Monday, September 17, 2012

She throws a mean dance party

Ghost town! I've been writing most of my thoughts for littlesistergaming.com, so if you can stand to read about video games and like my writing, check out my project over there.

This however, has nothing to do with video games, but I really wanted to say it. For a few years, a few years ago, I didn't have many friends. Needless to say, I was pretty depressed. I don't place blame with anyone but myself; I should've reached out and made friends, but I had forgotten how because of my comfort bubble that lasted for three years. Slowly, and one person at a time, I've been working my way out of it. I don't know if you're ever fully recovered, or if you're just in remission, but I feel good about my social life now, and have for awhile, really. But one person in particular that really helped me turn the corner was Marci, who I got to video chat with tonight (she's teaching high school in Hawaii now, how awesome is that?), who reminded me how good it feels to be around close friends.

Marci has one of the most appreciative laughs I've ever heard in my life. Being the attention hog that I am, I do just about anything I can to make Marci laugh. Thankfully, the first time we met (a GNO through work, because in BYU tech support, there was only five of us) I said enough humorous things to make Marci want to become friends with me. And to her credit, she didn't really put up with my anti-social-ness. I hemmed and hawed about invitations to parties and functions with her boisterous friends and she always called me out on it and I usually felt shamed enough (in a good way. If you've been there, you understand what I'm saying) to come and have a good time all the while. And when you're default is to shrink into a shell, those people who care enough about you to call you out on your bullcrap become invaluable.

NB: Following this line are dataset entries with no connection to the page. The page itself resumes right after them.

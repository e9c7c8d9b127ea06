//! Typed failures that callers are expected to branch on.
//!
//! Everything else (SQL, I/O) travels as plain `anyhow::Error` context
//! chains. These two types are wrapped inside `anyhow::Error` as well and
//! recovered with `downcast_ref` at the boundary (daemon / CLI).

use thiserror::Error;

/// Input rejected before any mutation happened. Never retried automatically.
#[derive(Debug, Clone, PartialEq, Eq, Error)]
pub enum ValidationError {
    #[error("field `{0}` is required")]
    MissingField(&'static str),

    #[error("field `{field}` is not a number: {input:?}")]
    Unparseable { field: &'static str, input: String },

    #[error("field `{0}` must be a finite number")]
    NonFinite(&'static str),

    #[error("unknown {kind} label: {label:?}")]
    UnknownLabel { kind: &'static str, label: String },

    #[error("snooze duration must be positive, got {minutes} minute(s)")]
    NonPositiveSnooze { minutes: i64 },

    #[error("snooze duration of {minutes} minute(s) is out of range")]
    SnoozeOutOfRange { minutes: i64 },

    #[error("trigger time must be HH:MM, got {0:?}")]
    BadTriggerTime(String),
}

/// A read or mutation addressed a row that does not exist.
#[derive(Debug, Clone, PartialEq, Eq, Error)]
#[error("{entity} {id} not found")]
pub struct NotFound {
    pub entity: &'static str,
    pub id: i64,
}

impl NotFound {
    pub fn new(entity: &'static str, id: i64) -> Self {
        Self { entity, id }
    }
}
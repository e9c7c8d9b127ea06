//! Mapping of domain failures onto HTTP statuses.

use axum::{
    http::StatusCode,
    response::{IntoResponse, Response},
    Json,
};
use ldk_schemas::{NotFound, ValidationError};

use crate::api_types::ErrorResponse;

/// Any handler failure. Validation → 400, missing row → 404, everything
/// else → 500.
#[derive(Debug)]
pub struct ApiError(anyhow::Error);

impl<E: Into<anyhow::Error>> From<E> for ApiError {
    fn from(e: E) -> Self {
        Self(e.into())
    }
}

impl ApiError {
    pub fn status(&self) -> StatusCode {
        if self.find::<ValidationError>().is_some() {
            StatusCode::BAD_REQUEST
        } else if self.find::<NotFound>().is_some() {
            StatusCode::NOT_FOUND
        } else {
            StatusCode::INTERNAL_SERVER_ERROR
        }
    }

    fn find<T: std::error::Error + Send + Sync + 'static>(&self) -> Option<&T> {
        self.0.chain().find_map(|c| c.downcast_ref::<T>())
    }
}

impl IntoResponse for ApiError {
    fn into_response(self) -> Response {
        let status = self.status();
        let kind = match status {
            StatusCode::BAD_REQUEST => "validation",
            StatusCode::NOT_FOUND => "not_found",
            _ => "internal",
        };
        if status.is_server_error() {
            tracing::error!(error = %format!("{:#}", self.0), "request failed");
        }
        (
            status,
            Json(ErrorResponse {
                kind: kind.to_string(),
                error: format!("{:#}", self.0),
            }),
        )
            .into_response()
    }
}

pub type ApiResult<T> = Result<T, ApiError>;
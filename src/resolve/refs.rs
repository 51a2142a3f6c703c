use std::{collections::HashMap, ops::Range};

use serde::{Deserialize, Serialize};

use crate::{
    format::layout::SectionLayout,
    foundation::error::{ResError, ResResult},
};

/// Which image pool a reference points into.
#[derive(Clone, Copy, Debug, PartialEq, Eq, Hash, Serialize, Deserialize)]
#[serde(rename_all = "snake_case")]
pub enum Pool {
    /// Primary pool; offsets are relative to `img_start`.
    Image,
    /// Secondary pool; offsets are absolute file positions.
    ZImage,
}

/// Deduplication key assigned to each distinct `(offset, length)` pair.
pub type RefId = u32;

/// A raw `(offset, length)` pair as stored in layer data, plus its resolved pool.
#[derive(Clone, Copy, Debug, PartialEq, Eq, Hash, Serialize, Deserialize)]
pub struct ImageReference {
    /// Offset exactly as stored.
    pub offset: u32,
    /// Span length in bytes.
    pub length: u32,
    /// Pool the offset classified into.
    pub pool: Pool,
}

impl ImageReference {
    /// Absolute byte range of the referenced span.
    pub fn span(&self, layout: &SectionLayout) -> Range<usize> {
        let start = match self.pool {
            Pool::Image => layout.img_start as usize + self.offset as usize,
            Pool::ZImage => self.offset as usize,
        };
        start..start + self.length as usize
    }
}

/// Classify a stored offset.
///
/// `0..=img_len` is image-pool relative and is tested first; only then is
/// `z_img_start..=layer_start` tried as an absolute z-pool position. With an
/// empty image pool the first range is just `{0}`.
pub fn classify(raw_offset: u32, layout: &SectionLayout) -> Option<Pool> {
    if raw_offset <= layout.img_len {
        Some(Pool::Image)
    } else if layout.z_img_start <= raw_offset && raw_offset <= layout.layer_start {
        Some(Pool::ZImage)
    } else {
        None
    }
}

/// True when `raw_offset + length` stays inside the pool's addressing bound.
pub fn fits_pool(raw_offset: u32, length: u32, pool: Pool, layout: &SectionLayout) -> bool {
    let end = u64::from(raw_offset) + u64::from(length);
    match pool {
        Pool::Image => end <= u64::from(layout.img_len),
        Pool::ZImage => end <= u64::from(layout.layer_start),
    }
}

/// Classify and bounds-check a pair that the layer grammar says must be a reference.
pub fn resolve(raw_offset: u32, length: u32, layout: &SectionLayout) -> ResResult<ImageReference> {
    let pool = classify(raw_offset, layout).ok_or_else(|| {
        ResError::structural(format!(
            "offset 0x{raw_offset:08X} is in neither the image pool (0..=0x{:X}) nor the z-image pool (0x{:08X}..=0x{:08X})",
            layout.img_len, layout.z_img_start, layout.layer_start
        ))
    })?;
    if !fits_pool(raw_offset, length, pool, layout) {
        return Err(ResError::structural(format!(
            "{pool:?} reference 0x{raw_offset:08X}+0x{length:X} runs past the end of its pool"
        )));
    }
    Ok(ImageReference {
        offset: raw_offset,
        length,
        pool,
    })
}

/// Offset to store for an image placed at `local` bytes into its pool.
///
/// Image-pool references stay relative; z-pool references become absolute.
pub fn emit_offset(pool: Pool, local: u32, layout: &SectionLayout) -> ResResult<u32> {
    match pool {
        Pool::Image => Ok(local),
        Pool::ZImage => layout.z_img_start.checked_add(local).ok_or_else(|| {
            ResError::structural(format!(
                "z-image offset 0x{:08X}+0x{local:X} overflows",
                layout.z_img_start
            ))
        }),
    }
}

/// Insertion-ordered map from distinct references to sequential ids.
///
/// Identity is the raw `(offset, length)` pair; content is never compared.
#[derive(Clone, Debug, Default)]
pub struct RefTable {
    ids: HashMap<(u32, u32), RefId>,
    refs: Vec<ImageReference>,
}

impl RefTable {
    /// Empty table.
    pub fn new() -> Self {
        Self::default()
    }

    /// Id already assigned to a pair, if any.
    pub fn get(&self, offset: u32, length: u32) -> Option<RefId> {
        self.ids.get(&(offset, length)).copied()
    }

    /// Return the pair's id, assigning the next one on first sight.
    /// The flag is true when the id is new.
    pub fn intern(&mut self, reference: ImageReference) -> (RefId, bool) {
        if let Some(id) = self.get(reference.offset, reference.length) {
            return (id, false);
        }
        let id = self.refs.len() as RefId;
        self.ids.insert((reference.offset, reference.length), id);
        self.refs.push(reference);
        (id, true)
    }

    /// Reference for an id.
    pub fn reference(&self, id: RefId) -> Option<&ImageReference> {
        self.refs.get(id as usize)
    }

    /// References in id order.
    pub fn references(&self) -> &[ImageReference] {
        &self.refs
    }

    /// Number of distinct references.
    pub fn len(&self) -> usize {
        self.refs.len()
    }

    /// True before anything was interned.
    pub fn is_empty(&self) -> bool {
        self.refs.is_empty()
    }

    pub(crate) fn into_references(self) -> Vec<ImageReference> {
        self.refs
    }
}

#[cfg(test)]
#[path = "../../tests/unit/resolve/refs.rs"]
mod tests;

At the same time, Marci is really understanding. I had retreated so far into my shell that I had forgotten how to come out of it at all, how to be vulnerable with anyone. I'm still working on that, but she helps. You think you're analytical and intelligent enough to figure everything out on your own, but when you have a caring and patient friend who is willing listen to your ramblings and also prompt you to think about things in a new way, that really puts what you're thinking about in perspective.

I'd be very surprised if there was anyone who knew Marci who didn't instantly trust her. She's loyal and loving and kind enough to reaffirm your positive qualities when you need to hear a good word or two. She's certainly a people person and anywhere we went while we pal'd around Provo livened up a little bit when she got there.

I'd been feeling pretty good today, and Marci was kind enough to fit me into her high rolling life in Hawaii to chat via webcam for a little bit tonight. So it surprised me when after the chat, I felt really good. I tried to think back, of anything that was particularly bad about my day but it was all fairly standard. The difference was just that Marci makes you feel better, even when you weren't feeling down. Marci makes you feel good about yourself, even when you were already feeling pretty okay. Part of that is her laugh, part of that is her own awesome sense of humor which makes me bust a gut every time we talk or chat online, but I think most of it is just because she's such a good person; it's impossible not to feel better around her. Nobody is always happy, and nobody is perfect, but she is always a great friend.

And really, one of her best gifts to me is giving me a reason to save up and visit Hawaii.

1 comment:

Liz said...

This may be weird for me to comment on, but I got here via FB and would like to say that that was a beautiful tribute to Miss Wright. I agree with it. Thank you for writing it!